= What this task involves =
How many lines of the records hold the string "RubyTreeBuilder"? Reply with the number alone.

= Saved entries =
________________________

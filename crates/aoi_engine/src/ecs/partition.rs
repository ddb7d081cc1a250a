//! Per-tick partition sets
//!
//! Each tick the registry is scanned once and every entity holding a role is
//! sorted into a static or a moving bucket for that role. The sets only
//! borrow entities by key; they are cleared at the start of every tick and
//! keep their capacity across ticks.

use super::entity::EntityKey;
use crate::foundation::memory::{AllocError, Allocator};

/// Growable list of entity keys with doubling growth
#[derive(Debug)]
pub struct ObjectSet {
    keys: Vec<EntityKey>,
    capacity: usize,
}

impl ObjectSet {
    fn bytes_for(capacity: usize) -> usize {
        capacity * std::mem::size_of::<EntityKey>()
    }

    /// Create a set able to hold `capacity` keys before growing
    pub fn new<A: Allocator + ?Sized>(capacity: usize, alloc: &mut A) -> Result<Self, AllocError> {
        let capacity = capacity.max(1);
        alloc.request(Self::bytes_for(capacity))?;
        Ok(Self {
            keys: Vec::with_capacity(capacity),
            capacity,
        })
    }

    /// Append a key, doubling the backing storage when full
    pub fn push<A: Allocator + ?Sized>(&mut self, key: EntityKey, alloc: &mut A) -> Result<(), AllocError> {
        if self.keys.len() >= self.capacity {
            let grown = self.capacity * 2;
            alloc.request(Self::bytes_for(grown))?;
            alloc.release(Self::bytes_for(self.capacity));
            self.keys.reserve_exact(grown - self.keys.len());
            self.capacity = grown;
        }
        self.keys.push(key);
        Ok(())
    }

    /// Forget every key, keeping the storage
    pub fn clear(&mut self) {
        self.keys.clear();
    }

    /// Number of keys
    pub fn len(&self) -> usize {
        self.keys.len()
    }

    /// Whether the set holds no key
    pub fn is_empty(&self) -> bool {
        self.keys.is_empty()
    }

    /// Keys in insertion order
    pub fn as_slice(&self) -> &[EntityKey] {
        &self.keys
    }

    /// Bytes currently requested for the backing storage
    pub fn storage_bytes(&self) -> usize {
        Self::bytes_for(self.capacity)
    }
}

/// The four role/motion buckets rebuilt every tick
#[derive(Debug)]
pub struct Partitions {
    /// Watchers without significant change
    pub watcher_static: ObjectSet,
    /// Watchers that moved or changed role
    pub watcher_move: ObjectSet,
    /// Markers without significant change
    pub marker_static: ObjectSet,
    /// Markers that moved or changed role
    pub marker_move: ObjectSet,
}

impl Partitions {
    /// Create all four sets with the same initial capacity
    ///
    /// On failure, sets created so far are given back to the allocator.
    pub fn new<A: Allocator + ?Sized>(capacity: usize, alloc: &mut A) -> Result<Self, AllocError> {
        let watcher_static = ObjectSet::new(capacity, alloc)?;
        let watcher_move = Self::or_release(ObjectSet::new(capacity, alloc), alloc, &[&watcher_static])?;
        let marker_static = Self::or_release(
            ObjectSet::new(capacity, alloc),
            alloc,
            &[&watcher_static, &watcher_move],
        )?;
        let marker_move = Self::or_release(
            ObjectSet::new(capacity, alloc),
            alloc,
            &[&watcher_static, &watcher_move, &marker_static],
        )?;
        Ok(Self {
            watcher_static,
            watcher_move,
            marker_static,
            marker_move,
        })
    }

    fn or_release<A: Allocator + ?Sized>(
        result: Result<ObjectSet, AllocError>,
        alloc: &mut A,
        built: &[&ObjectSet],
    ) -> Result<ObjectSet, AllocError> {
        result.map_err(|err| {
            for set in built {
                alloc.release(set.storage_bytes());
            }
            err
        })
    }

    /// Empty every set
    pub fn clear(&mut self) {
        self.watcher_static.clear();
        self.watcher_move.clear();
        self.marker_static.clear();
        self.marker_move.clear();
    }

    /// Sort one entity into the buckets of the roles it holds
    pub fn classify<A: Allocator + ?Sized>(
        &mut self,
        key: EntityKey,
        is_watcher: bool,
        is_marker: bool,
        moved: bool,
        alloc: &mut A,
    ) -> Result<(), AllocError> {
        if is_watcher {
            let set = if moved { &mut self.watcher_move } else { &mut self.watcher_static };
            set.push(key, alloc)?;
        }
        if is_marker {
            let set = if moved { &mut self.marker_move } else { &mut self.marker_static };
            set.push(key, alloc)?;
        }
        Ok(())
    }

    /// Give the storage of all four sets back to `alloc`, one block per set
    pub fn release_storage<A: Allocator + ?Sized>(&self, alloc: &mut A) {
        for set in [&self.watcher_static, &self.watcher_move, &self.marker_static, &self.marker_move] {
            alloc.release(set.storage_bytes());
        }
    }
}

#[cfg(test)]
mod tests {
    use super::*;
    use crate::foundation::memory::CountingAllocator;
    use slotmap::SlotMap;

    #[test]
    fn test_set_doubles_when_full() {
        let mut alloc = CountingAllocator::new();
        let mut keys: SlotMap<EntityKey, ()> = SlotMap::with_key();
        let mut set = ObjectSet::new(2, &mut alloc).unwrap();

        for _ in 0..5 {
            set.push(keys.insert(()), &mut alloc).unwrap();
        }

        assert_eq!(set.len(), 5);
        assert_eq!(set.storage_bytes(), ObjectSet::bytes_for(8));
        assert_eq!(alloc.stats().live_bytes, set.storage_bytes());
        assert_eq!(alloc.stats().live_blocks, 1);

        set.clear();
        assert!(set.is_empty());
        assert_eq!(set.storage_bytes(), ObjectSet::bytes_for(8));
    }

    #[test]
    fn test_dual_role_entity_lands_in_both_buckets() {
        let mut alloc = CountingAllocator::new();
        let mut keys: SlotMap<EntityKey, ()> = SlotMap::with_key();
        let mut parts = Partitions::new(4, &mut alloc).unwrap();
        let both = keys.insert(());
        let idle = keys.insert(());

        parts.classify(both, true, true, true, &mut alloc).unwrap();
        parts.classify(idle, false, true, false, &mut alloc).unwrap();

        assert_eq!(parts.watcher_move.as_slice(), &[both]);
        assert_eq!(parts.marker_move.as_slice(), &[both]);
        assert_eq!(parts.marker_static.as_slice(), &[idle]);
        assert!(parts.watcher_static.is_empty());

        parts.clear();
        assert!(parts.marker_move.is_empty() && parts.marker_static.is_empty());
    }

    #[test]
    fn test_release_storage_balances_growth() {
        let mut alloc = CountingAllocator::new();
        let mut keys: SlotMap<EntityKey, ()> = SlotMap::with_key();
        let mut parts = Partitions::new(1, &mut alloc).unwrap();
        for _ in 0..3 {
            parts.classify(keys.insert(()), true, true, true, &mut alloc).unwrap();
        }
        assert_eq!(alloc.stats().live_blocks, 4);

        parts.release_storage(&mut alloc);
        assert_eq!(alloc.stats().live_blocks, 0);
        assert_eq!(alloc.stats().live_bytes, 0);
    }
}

________________________

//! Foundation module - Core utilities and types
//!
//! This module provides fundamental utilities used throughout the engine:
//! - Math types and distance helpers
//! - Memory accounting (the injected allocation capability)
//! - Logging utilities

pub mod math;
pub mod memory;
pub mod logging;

________________________

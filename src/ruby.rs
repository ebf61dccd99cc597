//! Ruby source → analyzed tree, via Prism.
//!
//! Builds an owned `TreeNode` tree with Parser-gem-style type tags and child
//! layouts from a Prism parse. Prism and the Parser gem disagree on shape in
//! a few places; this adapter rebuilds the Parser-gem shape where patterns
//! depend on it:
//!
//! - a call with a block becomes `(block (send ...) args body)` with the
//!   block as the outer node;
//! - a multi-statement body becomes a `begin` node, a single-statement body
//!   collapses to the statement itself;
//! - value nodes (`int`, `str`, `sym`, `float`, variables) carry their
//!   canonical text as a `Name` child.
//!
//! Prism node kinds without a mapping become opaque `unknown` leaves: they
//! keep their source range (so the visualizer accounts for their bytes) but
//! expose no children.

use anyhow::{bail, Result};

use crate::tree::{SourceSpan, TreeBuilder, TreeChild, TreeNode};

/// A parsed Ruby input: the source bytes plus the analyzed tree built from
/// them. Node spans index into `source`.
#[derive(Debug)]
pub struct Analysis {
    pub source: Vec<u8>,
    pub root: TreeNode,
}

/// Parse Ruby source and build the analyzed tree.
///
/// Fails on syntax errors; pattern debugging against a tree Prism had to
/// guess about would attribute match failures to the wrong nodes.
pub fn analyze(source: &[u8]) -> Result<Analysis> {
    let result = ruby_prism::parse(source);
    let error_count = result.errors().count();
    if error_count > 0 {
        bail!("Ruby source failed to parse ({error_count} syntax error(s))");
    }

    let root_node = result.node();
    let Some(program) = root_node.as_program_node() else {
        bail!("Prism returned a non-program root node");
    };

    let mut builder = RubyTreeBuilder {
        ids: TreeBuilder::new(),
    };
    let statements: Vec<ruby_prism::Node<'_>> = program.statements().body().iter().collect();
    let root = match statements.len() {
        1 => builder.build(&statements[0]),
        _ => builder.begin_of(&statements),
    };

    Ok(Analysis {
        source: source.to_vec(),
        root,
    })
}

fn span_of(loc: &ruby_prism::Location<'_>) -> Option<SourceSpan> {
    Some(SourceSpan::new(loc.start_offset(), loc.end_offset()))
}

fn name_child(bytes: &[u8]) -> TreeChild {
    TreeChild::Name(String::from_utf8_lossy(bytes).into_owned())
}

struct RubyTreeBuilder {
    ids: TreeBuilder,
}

________________________

= Solution to this task =
2